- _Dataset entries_
----------
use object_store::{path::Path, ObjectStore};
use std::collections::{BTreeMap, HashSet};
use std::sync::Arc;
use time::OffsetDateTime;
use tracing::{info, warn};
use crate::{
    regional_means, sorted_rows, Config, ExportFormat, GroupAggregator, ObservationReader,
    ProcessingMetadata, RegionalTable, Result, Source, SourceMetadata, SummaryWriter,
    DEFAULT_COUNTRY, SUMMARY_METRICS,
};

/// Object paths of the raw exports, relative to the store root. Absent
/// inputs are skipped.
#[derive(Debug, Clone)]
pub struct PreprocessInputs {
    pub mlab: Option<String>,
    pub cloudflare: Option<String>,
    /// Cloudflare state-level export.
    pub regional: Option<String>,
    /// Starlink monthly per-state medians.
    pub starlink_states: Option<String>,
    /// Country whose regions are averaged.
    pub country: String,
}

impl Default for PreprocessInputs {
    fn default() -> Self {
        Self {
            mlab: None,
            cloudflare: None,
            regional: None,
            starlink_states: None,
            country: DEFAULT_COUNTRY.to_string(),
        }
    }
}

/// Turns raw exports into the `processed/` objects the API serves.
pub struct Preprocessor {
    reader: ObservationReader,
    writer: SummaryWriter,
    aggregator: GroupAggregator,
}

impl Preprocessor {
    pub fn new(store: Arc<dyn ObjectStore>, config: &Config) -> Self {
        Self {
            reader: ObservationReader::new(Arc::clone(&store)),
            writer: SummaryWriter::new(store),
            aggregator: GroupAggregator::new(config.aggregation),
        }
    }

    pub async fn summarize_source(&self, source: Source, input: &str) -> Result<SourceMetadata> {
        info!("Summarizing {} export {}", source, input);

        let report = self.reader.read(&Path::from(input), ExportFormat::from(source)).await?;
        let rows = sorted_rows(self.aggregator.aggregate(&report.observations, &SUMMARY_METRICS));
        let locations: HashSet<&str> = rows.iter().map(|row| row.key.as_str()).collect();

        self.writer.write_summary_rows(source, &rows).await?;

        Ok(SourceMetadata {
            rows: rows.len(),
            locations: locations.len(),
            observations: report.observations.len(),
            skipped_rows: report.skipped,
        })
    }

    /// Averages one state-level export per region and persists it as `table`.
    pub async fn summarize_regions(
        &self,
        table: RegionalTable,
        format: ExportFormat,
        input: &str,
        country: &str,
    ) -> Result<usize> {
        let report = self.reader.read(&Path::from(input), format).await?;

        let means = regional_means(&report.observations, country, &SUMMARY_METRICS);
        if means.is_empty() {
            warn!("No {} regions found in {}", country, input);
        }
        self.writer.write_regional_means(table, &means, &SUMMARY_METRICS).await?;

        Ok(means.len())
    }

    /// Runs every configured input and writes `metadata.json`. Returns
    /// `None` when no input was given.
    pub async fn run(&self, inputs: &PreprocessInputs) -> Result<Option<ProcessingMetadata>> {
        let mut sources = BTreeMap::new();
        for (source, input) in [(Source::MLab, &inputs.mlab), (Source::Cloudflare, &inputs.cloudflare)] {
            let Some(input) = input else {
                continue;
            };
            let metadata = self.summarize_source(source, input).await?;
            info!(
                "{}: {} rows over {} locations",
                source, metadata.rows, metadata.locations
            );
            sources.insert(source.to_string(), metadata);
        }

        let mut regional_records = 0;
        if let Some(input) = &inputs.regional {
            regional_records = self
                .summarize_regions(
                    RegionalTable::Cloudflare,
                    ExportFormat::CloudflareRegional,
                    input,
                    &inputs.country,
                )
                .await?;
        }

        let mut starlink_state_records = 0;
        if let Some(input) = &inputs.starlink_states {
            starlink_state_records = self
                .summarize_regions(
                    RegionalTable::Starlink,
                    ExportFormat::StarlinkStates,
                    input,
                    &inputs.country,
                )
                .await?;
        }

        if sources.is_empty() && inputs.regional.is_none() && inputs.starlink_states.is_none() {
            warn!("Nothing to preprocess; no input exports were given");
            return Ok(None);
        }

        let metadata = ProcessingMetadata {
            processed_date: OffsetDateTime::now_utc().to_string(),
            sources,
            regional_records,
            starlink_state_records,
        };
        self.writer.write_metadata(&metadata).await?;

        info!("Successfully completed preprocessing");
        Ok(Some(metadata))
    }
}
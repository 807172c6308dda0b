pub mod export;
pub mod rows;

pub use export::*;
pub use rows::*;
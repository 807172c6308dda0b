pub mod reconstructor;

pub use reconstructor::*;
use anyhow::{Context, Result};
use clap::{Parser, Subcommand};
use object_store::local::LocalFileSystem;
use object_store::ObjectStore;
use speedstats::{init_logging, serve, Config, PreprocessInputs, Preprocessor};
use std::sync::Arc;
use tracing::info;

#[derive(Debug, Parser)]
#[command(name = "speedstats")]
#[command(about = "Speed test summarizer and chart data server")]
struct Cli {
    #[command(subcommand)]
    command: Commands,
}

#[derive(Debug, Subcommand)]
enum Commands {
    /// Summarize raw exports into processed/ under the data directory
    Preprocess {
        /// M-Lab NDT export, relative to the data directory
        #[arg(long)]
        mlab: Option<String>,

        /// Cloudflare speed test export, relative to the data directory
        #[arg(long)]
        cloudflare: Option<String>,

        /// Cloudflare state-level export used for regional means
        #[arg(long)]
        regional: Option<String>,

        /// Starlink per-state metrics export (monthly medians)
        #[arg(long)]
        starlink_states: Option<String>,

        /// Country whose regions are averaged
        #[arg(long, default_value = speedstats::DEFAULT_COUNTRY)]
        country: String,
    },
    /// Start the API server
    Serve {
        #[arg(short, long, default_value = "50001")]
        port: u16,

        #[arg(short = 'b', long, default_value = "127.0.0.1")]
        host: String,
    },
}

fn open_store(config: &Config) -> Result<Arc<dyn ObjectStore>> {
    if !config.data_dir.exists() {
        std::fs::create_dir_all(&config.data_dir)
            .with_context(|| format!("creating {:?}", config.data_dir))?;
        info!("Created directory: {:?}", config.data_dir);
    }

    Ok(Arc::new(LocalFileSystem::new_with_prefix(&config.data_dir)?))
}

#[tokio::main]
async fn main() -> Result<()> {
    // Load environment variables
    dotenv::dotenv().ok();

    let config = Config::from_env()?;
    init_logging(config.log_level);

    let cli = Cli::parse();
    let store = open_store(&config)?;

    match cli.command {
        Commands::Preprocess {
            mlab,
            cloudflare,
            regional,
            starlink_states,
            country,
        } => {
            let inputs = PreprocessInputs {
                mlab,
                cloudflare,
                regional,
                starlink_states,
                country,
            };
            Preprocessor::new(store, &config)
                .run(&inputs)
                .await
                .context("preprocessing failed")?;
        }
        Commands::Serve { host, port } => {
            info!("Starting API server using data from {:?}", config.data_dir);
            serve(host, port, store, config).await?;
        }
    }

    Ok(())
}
----------
- _PROBLEM_
The records above should be duplicated in full, exactly as given.

- _WORKED SOLUTION_
use object_store::{path::Path, ObjectStore};
use std::collections::{BTreeMap, HashSet};
use std::sync::Arc;
use time::OffsetDateTime;
use tracing::{info, warn};
use crate::{
    regional_means, sorted_rows, Config, ExportFormat, GroupAggregator, ObservationReader,
    ProcessingMetadata, RegionalTable, Result, Source, SourceMetadata, SummaryWriter,
    DEFAULT_COUNTRY, SUMMARY_METRICS,
};

/// Object paths of the raw exports, relative to the store root. Absent
/// inputs are skipped.
#[derive(Debug, Clone)]
pub struct PreprocessInputs {
    pub mlab: Option<String>,
    pub cloudflare: Option<String>,
    /// Cloudflare state-level export.
    pub regional: Option<String>,
    /// Starlink monthly per-state medians.
    pub starlink_states: Option<String>,
    /// Country whose regions are averaged.
    pub country: String,
}

impl Default for PreprocessInputs {
    fn default() -> Self {
        Self {
            mlab: None,
            cloudflare: None,
            regional: None,
            starlink_states: None,
            country: DEFAULT_COUNTRY.to_string(),
        }
    }
}

/// Turns raw exports into the `processed/` objects the API serves.
pub struct Preprocessor {
    reader: ObservationReader,
    writer: SummaryWriter,
    aggregator: GroupAggregator,
}

impl Preprocessor {
    pub fn new(store: Arc<dyn ObjectStore>, config: &Config) -> Self {
        Self {
            reader: ObservationReader::new(Arc::clone(&store)),
            writer: SummaryWriter::new(store),
            aggregator: GroupAggregator::new(config.aggregation),
        }
    }

    pub async fn summarize_source(&self, source: Source, input: &str) -> Result<SourceMetadata> {
        info!("Summarizing {} export {}", source, input);

        let report = self.reader.read(&Path::from(input), ExportFormat::from(source)).await?;
        let rows = sorted_rows(self.aggregator.aggregate(&report.observations, &SUMMARY_METRICS));
        let locations: HashSet<&str> = rows.iter().map(|row| row.key.as_str()).collect();

        self.writer.write_summary_rows(source, &rows).await?;

        Ok(SourceMetadata {
            rows: rows.len(),
            locations: locations.len(),
            observations: report.observations.len(),
            skipped_rows: report.skipped,
        })
    }

    /// Averages one state-level export per region and persists it as `table`.
    pub async fn summarize_regions(
        &self,
        table: RegionalTable,
        format: ExportFormat,
        input: &str,
        country: &str,
    ) -> Result<usize> {
        let report = self.reader.read(&Path::from(input), format).await?;

        let means = regional_means(&report.observations, country, &SUMMARY_METRICS);
        if means.is_empty() {
            warn!("No {} regions found in {}", country, input);
        }
        self.writer.write_regional_means(table, &means, &SUMMARY_METRICS).await?;

        Ok(means.len())
    }

    /// Runs every configured input and writes `metadata.json`. Returns
    /// `None` when no input was given.
    pub async fn run(&self, inputs: &PreprocessInputs) -> Result<Option<ProcessingMetadata>> {
        let mut sources = BTreeMap::new();
        for (source, input) in [(Source::MLab, &inputs.mlab), (Source::Cloudflare, &inputs.cloudflare)] {
            let Some(input) = input else {
                continue;
            };
            let metadata = self.summarize_source(source, input).await?;
            info!(
                "{}: {} rows over {} locations",
                source, metadata.rows, metadata.locations
            );
            sources.insert(source.to_string(), metadata);
        }

        let mut regional_records = 0;
        if let Some(input) = &inputs.regional {
            regional_records = self
                .summarize_regions(
                    RegionalTable::Cloudflare,
                    ExportFormat::CloudflareRegional,
                    input,
                    &inputs.country,
                )
                .await?;
        }

        let mut starlink_state_records = 0;
        if let Some(input) = &inputs.starlink_states {
            starlink_state_records = self
                .summarize_regions(
                    RegionalTable::Starlink,
                    ExportFormat::StarlinkStates,
                    input,
                    &inputs.country,
                )
                .await?;
        }

        if sources.is_empty() && inputs.regional.is_none() && inputs.starlink_states.is_none() {
            warn!("Nothing to preprocess; no input exports were given");
            return Ok(None);
        }

        let metadata = ProcessingMetadata {
            processed_date: OffsetDateTime::now_utc().to_string(),
            sources,
            regional_records,
            starlink_state_records,
        };
        self.writer.write_metadata(&metadata).await?;

        info!("Successfully completed preprocessing");
        Ok(Some(metadata))
    }
}
repository 807172c6308dda0b
pub mod export;
pub mod rows;

pub use export::*;
pub use rows::*;
repository 807172c6308dda0b
pub mod reconstructor;

pub use reconstructor::*;
use anyhow::{Context, Result};
use clap::{Parser, Subcommand};
use object_store::local::LocalFileSystem;
use object_store::ObjectStore;
use speedstats::{init_logging, serve, Config, PreprocessInputs, Preprocessor};
use std::sync::Arc;
use tracing::info;

#[derive(Debug, Parser)]
#[command(name = "speedstats")]
#[command(about = "Speed test summarizer and chart data server")]
struct Cli {
    #[command(subcommand)]
    command: Commands,
}

#[derive(Debug, Subcommand)]
enum Commands {
    /// Summarize raw exports into processed/ under the data directory
    Preprocess {
        /// M-Lab NDT export, relative to the data directory
        #[arg(long)]
        mlab: Option<String>,

        /// Cloudflare speed test export, relative to the data directory
        #[arg(long)]
        cloudflare: Option<String>,

        /// Cloudflare state-level export used for regional means
        #[arg(long)]
        regional: Option<String>,

        /// Starlink per-state metrics export (monthly medians)
        #[arg(long)]
        starlink_states: Option<String>,

        /// Country whose regions are averaged
        #[arg(long, default_value = speedstats::DEFAULT_COUNTRY)]
        country: String,
    },
    /// Start the API server
    Serve {
        #[arg(short, long, default_value = "50001")]
        port: u16,

        #[arg(short = 'b', long, default_value = "127.0.0.1")]
        host: String,
    },
}

fn open_store(config: &Config) -> Result<Arc<dyn ObjectStore>> {
    if !config.data_dir.exists() {
        std::fs::create_dir_all(&config.data_dir)
            .with_context(|| format!("creating {:?}", config.data_dir))?;
        info!("Created directory: {:?}", config.data_dir);
    }

    Ok(Arc::new(LocalFileSystem::new_with_prefix(&config.data_dir)?))
}

#[tokio::main]
async fn main() -> Result<()> {
    // Load environment variables
    dotenv::dotenv().ok();

    let config = Config::from_env()?;
    init_logging(config.log_level);

    let cli = Cli::parse();
    let store = open_store(&config)?;

    match cli.command {
        Commands::Preprocess {
            mlab,
            cloudflare,
            regional,
            starlink_states,
            country,
        } => {
            let inputs = PreprocessInputs {
                mlab,
                cloudflare,
                regional,
                starlink_states,
                country,
            };
            Preprocessor::new(store, &config)
                .run(&inputs)
                .await
                .context("preprocessing failed")?;
        }
        Commands::Serve { host, port } => {
            info!("Starting API server using data from {:?}", config.data_dir);
            serve(host, port, store, config).await?;
        }
    }

    Ok(())
}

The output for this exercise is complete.